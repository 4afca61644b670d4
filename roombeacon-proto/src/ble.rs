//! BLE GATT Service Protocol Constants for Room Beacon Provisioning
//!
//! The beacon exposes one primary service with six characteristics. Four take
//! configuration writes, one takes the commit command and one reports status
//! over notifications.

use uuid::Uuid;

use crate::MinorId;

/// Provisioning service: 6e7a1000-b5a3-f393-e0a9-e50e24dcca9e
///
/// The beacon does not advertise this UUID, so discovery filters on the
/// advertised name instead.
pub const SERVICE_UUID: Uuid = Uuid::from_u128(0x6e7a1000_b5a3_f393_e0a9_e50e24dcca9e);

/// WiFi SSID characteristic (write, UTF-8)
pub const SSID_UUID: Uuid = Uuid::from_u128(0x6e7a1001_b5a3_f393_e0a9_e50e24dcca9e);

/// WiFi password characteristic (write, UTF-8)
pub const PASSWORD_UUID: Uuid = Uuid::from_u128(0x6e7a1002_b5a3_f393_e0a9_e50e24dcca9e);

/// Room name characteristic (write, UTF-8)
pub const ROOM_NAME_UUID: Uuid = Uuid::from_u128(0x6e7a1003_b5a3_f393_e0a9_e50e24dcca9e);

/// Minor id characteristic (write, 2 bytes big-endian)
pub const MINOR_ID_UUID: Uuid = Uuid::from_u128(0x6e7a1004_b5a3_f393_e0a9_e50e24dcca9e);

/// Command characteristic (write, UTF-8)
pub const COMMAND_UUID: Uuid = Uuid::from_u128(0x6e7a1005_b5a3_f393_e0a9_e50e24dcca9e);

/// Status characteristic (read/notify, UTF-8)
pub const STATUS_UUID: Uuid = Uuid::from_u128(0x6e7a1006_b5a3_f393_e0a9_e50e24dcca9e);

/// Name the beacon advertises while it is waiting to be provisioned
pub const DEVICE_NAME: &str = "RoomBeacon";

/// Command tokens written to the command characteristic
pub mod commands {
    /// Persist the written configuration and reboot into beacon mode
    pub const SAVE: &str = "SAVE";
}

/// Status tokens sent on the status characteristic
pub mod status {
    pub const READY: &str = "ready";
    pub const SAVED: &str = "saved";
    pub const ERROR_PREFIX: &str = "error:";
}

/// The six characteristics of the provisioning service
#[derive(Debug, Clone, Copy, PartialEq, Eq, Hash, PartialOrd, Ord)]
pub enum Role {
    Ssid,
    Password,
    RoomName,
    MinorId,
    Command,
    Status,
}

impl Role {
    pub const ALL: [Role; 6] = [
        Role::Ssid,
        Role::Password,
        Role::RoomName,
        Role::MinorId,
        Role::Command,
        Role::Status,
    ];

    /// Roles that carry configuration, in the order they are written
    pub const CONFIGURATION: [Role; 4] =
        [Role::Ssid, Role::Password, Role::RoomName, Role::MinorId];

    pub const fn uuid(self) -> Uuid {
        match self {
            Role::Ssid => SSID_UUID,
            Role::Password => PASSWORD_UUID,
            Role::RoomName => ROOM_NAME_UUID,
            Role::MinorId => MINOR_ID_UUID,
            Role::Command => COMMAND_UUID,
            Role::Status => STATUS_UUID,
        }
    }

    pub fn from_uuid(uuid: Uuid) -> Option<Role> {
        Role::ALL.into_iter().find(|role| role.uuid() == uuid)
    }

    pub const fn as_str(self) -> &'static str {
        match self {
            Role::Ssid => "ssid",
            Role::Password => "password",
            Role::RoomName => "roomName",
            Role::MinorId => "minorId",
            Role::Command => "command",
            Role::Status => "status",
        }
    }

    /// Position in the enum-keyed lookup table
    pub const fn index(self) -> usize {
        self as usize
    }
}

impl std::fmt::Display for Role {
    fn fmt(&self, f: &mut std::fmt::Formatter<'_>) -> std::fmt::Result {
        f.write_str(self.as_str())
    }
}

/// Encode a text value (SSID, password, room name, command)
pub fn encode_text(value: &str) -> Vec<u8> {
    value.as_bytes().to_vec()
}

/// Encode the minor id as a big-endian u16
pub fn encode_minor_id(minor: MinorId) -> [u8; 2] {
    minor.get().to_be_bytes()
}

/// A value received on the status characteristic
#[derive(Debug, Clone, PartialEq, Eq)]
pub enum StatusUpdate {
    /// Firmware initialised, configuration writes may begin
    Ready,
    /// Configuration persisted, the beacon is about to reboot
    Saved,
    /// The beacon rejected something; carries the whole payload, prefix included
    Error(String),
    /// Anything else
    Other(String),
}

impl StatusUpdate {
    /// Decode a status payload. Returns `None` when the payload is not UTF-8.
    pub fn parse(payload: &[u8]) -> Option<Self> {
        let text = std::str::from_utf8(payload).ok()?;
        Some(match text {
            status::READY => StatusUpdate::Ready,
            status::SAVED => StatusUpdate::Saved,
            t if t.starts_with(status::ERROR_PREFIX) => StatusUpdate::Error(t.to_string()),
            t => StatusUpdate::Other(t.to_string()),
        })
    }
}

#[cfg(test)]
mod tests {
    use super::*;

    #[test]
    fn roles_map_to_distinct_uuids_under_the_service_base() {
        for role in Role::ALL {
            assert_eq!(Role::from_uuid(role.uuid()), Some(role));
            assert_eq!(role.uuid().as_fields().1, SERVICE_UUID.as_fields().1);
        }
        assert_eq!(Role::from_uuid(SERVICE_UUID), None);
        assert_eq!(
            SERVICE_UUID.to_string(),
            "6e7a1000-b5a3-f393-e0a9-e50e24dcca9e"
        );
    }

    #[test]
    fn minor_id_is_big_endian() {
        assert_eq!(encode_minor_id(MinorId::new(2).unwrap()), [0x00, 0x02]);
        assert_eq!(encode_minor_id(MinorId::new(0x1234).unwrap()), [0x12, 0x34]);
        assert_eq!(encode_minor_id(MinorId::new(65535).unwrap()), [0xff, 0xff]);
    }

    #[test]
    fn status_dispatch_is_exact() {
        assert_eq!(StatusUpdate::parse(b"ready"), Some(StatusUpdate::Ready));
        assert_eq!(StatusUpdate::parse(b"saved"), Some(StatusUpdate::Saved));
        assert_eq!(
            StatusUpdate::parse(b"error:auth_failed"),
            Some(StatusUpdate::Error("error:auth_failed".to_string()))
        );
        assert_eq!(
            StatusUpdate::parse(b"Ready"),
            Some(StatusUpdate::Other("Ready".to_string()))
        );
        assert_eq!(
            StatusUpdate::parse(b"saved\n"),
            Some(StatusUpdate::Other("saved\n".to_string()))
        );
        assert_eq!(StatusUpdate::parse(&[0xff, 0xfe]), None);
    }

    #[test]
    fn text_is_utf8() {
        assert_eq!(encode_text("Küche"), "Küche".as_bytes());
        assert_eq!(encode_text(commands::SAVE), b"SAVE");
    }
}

> **Task goal**
Please return all lines from the records that hold the word "tokens".

> **Solution to this task**
/// Command tokens written to the command characteristic
/// Status tokens sent on the status characteristic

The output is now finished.